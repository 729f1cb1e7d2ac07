//! Pump counters shared with observers

use std::sync::atomic::{AtomicU64, Ordering};

use crossbeam::utils::CachePadded;

/// Written by the pump, readable from anywhere
#[derive(Debug, Default)]
pub struct PumpStats {
    counters: CachePadded<Counters>,
}

#[derive(Debug, Default)]
struct Counters {
    ticks: AtomicU64,
    frames_rendered: AtomicU64,
    frames_dropped: AtomicU64,
    overlays_drawn: AtomicU64,
    detections_issued: AtomicU64,
    detections_completed: AtomicU64,
    detections_failed: AtomicU64,
    render_errors: AtomicU64,
}

#[derive(Debug, Clone, Copy, Default, PartialEq, Eq)]
pub struct StatsSnapshot {
    pub ticks: u64,
    pub frames_rendered: u64,
    pub frames_dropped: u64,
    pub overlays_drawn: u64,
    pub detections_issued: u64,
    pub detections_completed: u64,
    pub detections_failed: u64,
    pub render_errors: u64,
}

fn bump(counter: &AtomicU64, by: u64) {
    counter.fetch_add(by, Ordering::Relaxed);
}

impl PumpStats {
    pub(crate) fn tick(&self) {
        bump(&self.counters.ticks, 1);
    }

    pub(crate) fn rendered(&self, overlays: usize) {
        bump(&self.counters.frames_rendered, 1);
        bump(&self.counters.overlays_drawn, overlays as u64);
    }

    pub(crate) fn dropped(&self, frames: usize) {
        if frames > 0 {
            bump(&self.counters.frames_dropped, frames as u64);
            metrics::counter!("frames_dropped").increment(frames as u64);
        }
    }

    pub(crate) fn detection_issued(&self) {
        bump(&self.counters.detections_issued, 1);
    }

    pub(crate) fn detection_completed(&self) {
        bump(&self.counters.detections_completed, 1);
    }

    pub(crate) fn detection_failed(&self) {
        bump(&self.counters.detections_failed, 1);
        metrics::counter!("detections_failed").increment(1);
    }

    pub(crate) fn render_error(&self) {
        bump(&self.counters.render_errors, 1);
        metrics::counter!("render_errors").increment(1);
    }

    pub fn snapshot(&self) -> StatsSnapshot {
        let c = &self.counters;
        let load = |counter: &AtomicU64| counter.load(Ordering::Relaxed);
        StatsSnapshot {
            ticks: load(&c.ticks),
            frames_rendered: load(&c.frames_rendered),
            frames_dropped: load(&c.frames_dropped),
            overlays_drawn: load(&c.overlays_drawn),
            detections_issued: load(&c.detections_issued),
            detections_completed: load(&c.detections_completed),
            detections_failed: load(&c.detections_failed),
            render_errors: load(&c.render_errors),
        }
    }
}
//! Uniform async front for an injected hand landmarker.
//!
//! The adapter moves the landmarker into the detection task and only gets it
//! back when the task completes, so a second call can never be issued while
//! one is pending. Completions come back over a channel that the frame pump
//! drains on its own schedule; dropping the adapter discards anything still
//! running.

use std::future::Future;
use std::sync::Arc;
use std::time::Instant;

use flume::{Receiver, Sender};
use tracing::{debug, info};

use crate::capture::VideoFrame;
use crate::detect::landmarks::{Detections, LandmarkSet};
use crate::{DetectorConfig, Error, Result};

/// A hand landmark model. `timestamp_ms` strictly increases per instance.
pub trait HandLandmarker: Send + 'static {
    fn detect(
        &mut self,
        frame: &VideoFrame,
        timestamp_ms: u64,
    ) -> impl Future<Output = Result<Vec<LandmarkSet>>> + Send;
}

/// Loads a landmarker. Failure means `Error::DetectorUnavailable`.
pub trait LandmarkerFactory: Send + Sync + 'static {
    type Landmarker: HandLandmarker;

    fn create(
        &self,
        config: &DetectorConfig,
    ) -> impl Future<Output = Result<Self::Landmarker>> + Send;
}

#[derive(Debug, Clone, Copy, PartialEq, Eq)]
pub enum AdapterState {
    Loading,
    Ready,
    InFlight,
    Unavailable,
}

#[derive(Debug)]
pub enum DetectionOutcome {
    Completed(Detections),
    /// One pass failed; the next one may succeed
    Failed(Error),
    /// Model never loaded. Reported once.
    Unavailable(Error),
}

enum Completion<D> {
    Loaded(Result<D>),
    Detected {
        detector: D,
        detections: Result<Detections>,
        issued_at: Instant,
    },
}

pub struct DetectorAdapter<D> {
    detector: Option<D>,
    state: AdapterState,
    tx: Sender<Completion<D>>,
    rx: Receiver<Completion<D>>,
    origin: Instant,
    last_timestamp_ms: Option<u64>,
}

impl<D: HandLandmarker> DetectorAdapter<D> {
    /// Start loading in the background. Must be called inside a tokio runtime.
    pub fn load<F>(factory: Arc<F>, config: DetectorConfig) -> Self
    where
        F: LandmarkerFactory<Landmarker = D>,
    {
        let adapter = Self::with_state(None, AdapterState::Loading);
        let tx = adapter.tx.clone();
        tokio::spawn(async move {
            let loaded = factory.create(&config).await;
            let _ = tx.send(Completion::Loaded(loaded));
        });
        adapter
    }

    /// Wrap an already loaded landmarker.
    pub fn ready(detector: D) -> Self {
        Self::with_state(Some(detector), AdapterState::Ready)
    }

    fn with_state(detector: Option<D>, state: AdapterState) -> Self {
        let (tx, rx) = flume::unbounded();
        Self {
            detector,
            state,
            tx,
            rx,
            origin: Instant::now(),
            last_timestamp_ms: None,
        }
    }

    pub fn state(&self) -> AdapterState {
        self.state
    }

    pub fn is_in_flight(&self) -> bool {
        self.state == AdapterState::InFlight
    }

    /// Issue a detection for `frame` if the landmarker is idle.
    /// Never waits; returns whether a call was issued.
    pub fn try_issue(&mut self, frame: &VideoFrame) -> bool {
        if self.state != AdapterState::Ready {
            return false;
        }
        let Some(mut detector) = self.detector.take() else {
            return false;
        };

        let timestamp_ms = self.next_timestamp(frame);
        let frame = frame.clone();
        let tx = self.tx.clone();
        self.state = AdapterState::InFlight;

        tokio::spawn(async move {
            let issued_at = Instant::now();
            let detections = detector
                .detect(&frame, timestamp_ms)
                .await
                .map(|hands| Detections {
                    frame_sequence: frame.sequence(),
                    frame_size: frame.size(),
                    hands,
                });
            if tx
                .send(Completion::Detected {
                    detector,
                    detections,
                    issued_at,
                })
                .is_err()
            {
                debug!("Detection for frame {} discarded", frame.sequence());
            }
        });
        true
    }

    /// Next finished load or detection, if any.
    pub fn poll(&mut self) -> Option<DetectionOutcome> {
        loop {
            match self.rx.try_recv().ok()? {
                Completion::Loaded(Ok(detector)) => {
                    info!("Hand landmarker ready");
                    self.detector = Some(detector);
                    self.state = AdapterState::Ready;
                }
                Completion::Loaded(Err(e)) => {
                    self.state = AdapterState::Unavailable;
                    return Some(DetectionOutcome::Unavailable(e));
                }
                Completion::Detected {
                    detector,
                    detections,
                    issued_at,
                } => {
                    self.detector = Some(detector);
                    self.state = AdapterState::Ready;
                    metrics::histogram!("detection_latency_ms")
                        .record(issued_at.elapsed().as_secs_f64() * 1000.0);
                    return Some(match detections {
                        Ok(detections) => DetectionOutcome::Completed(detections),
                        Err(e) => DetectionOutcome::Failed(e),
                    });
                }
            }
        }
    }

    fn next_timestamp(&mut self, frame: &VideoFrame) -> u64 {
        let ms = frame.timestamp.saturating_duration_since(self.origin).as_millis() as u64;
        let ms = match self.last_timestamp_ms {
            Some(last) if ms <= last => last + 1,
            _ => ms,
        };
        self.last_timestamp_ms = Some(ms);
        ms
    }
}

#[cfg(test)]
mod tests {
    use super::*;
    use crate::detect::landmarks::Landmark;
    use std::sync::Mutex;
    use tokio::sync::Semaphore;

    /// Waits for a permit per call and records timestamps
    struct Gated {
        gate: Arc<Semaphore>,
        seen: Arc<Mutex<Vec<u64>>>,
    }

    impl HandLandmarker for Gated {
        async fn detect(
            &mut self,
            _frame: &VideoFrame,
            timestamp_ms: u64,
        ) -> Result<Vec<LandmarkSet>> {
            self.seen.lock().unwrap().push(timestamp_ms);
            self.gate.acquire().await.unwrap().forget();
            Ok(vec![LandmarkSet::uniform(0, Landmark::new(0.25, 0.75))])
        }
    }

    struct Broken;

    impl LandmarkerFactory for Broken {
        type Landmarker = Gated;

        async fn create(&self, _config: &DetectorConfig) -> Result<Gated> {
            Err(Error::DetectorUnavailable("no model".into()))
        }
    }

    fn gated() -> (Gated, Arc<Semaphore>, Arc<Mutex<Vec<u64>>>) {
        let gate = Arc::new(Semaphore::new(0));
        let seen = Arc::new(Mutex::new(Vec::new()));
        let detector = Gated {
            gate: gate.clone(),
            seen: seen.clone(),
        };
        (detector, gate, seen)
    }

    async fn settle() {
        for _ in 0..8 {
            tokio::task::yield_now().await;
        }
    }

    #[tokio::test]
    async fn second_issue_refused_while_pending() {
        let (detector, gate, _) = gated();
        let mut adapter = DetectorAdapter::ready(detector);
        let frame = VideoFrame::filled(1, 4, 4, [0, 0, 0]);

        assert!(adapter.try_issue(&frame));
        assert!(adapter.is_in_flight());
        assert!(!adapter.try_issue(&frame));
        assert!(adapter.poll().is_none());

        gate.add_permits(1);
        settle().await;

        match adapter.poll() {
            Some(DetectionOutcome::Completed(d)) => {
                assert_eq!(d.frame_sequence, 1);
                assert_eq!(d.frame_size, (4, 4));
                assert_eq!(d.hands.len(), 1);
            }
            other => panic!("unexpected outcome {other:?}"),
        }
        assert_eq!(adapter.state(), AdapterState::Ready);
        assert!(adapter.try_issue(&frame));
    }

    #[tokio::test]
    async fn timestamps_strictly_increase() {
        let (detector, gate, seen) = gated();
        let mut adapter = DetectorAdapter::ready(detector);
        let frame = VideoFrame::filled(1, 2, 2, [0, 0, 0]);
        gate.add_permits(3);

        for _ in 0..3 {
            assert!(adapter.try_issue(&frame));
            settle().await;
            assert!(adapter.poll().is_some());
        }

        let seen = seen.lock().unwrap();
        assert_eq!(seen.len(), 3);
        assert!(seen.windows(2).all(|w| w[0] < w[1]), "{seen:?}");
    }

    #[tokio::test]
    async fn load_failure_reported_once() {
        let config = crate::Config::default().detector;
        let mut adapter = DetectorAdapter::load(Arc::new(Broken), config);
        assert_eq!(adapter.state(), AdapterState::Loading);
        settle().await;

        assert!(matches!(adapter.poll(), Some(DetectionOutcome::Unavailable(_))));
        assert!(adapter.poll().is_none());
        assert_eq!(adapter.state(), AdapterState::Unavailable);
        assert!(!adapter.try_issue(&VideoFrame::filled(1, 2, 2, [0, 0, 0])));
    }
}
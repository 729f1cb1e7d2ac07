pub mod controls;

#[cfg(feature = "sdl-display")]
pub mod display;

pub use controls::{apply_command, run_controller, Flow, UiCommand};

#[cfg(feature = "sdl-display")]
pub use display::Sdl2Display;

◆ ◆ ◆ ◆

**Task brief**: A copy of each line in the data above that holds the string "Semaphore" is needed.

**Completed task**:
    use tokio::sync::Semaphore;
        gate: Arc<Semaphore>,
    fn gated() -> (Gated, Arc<Semaphore>, Arc<Mutex<Vec<u64>>>) {
        let gate = Arc::new(Semaphore::new(0));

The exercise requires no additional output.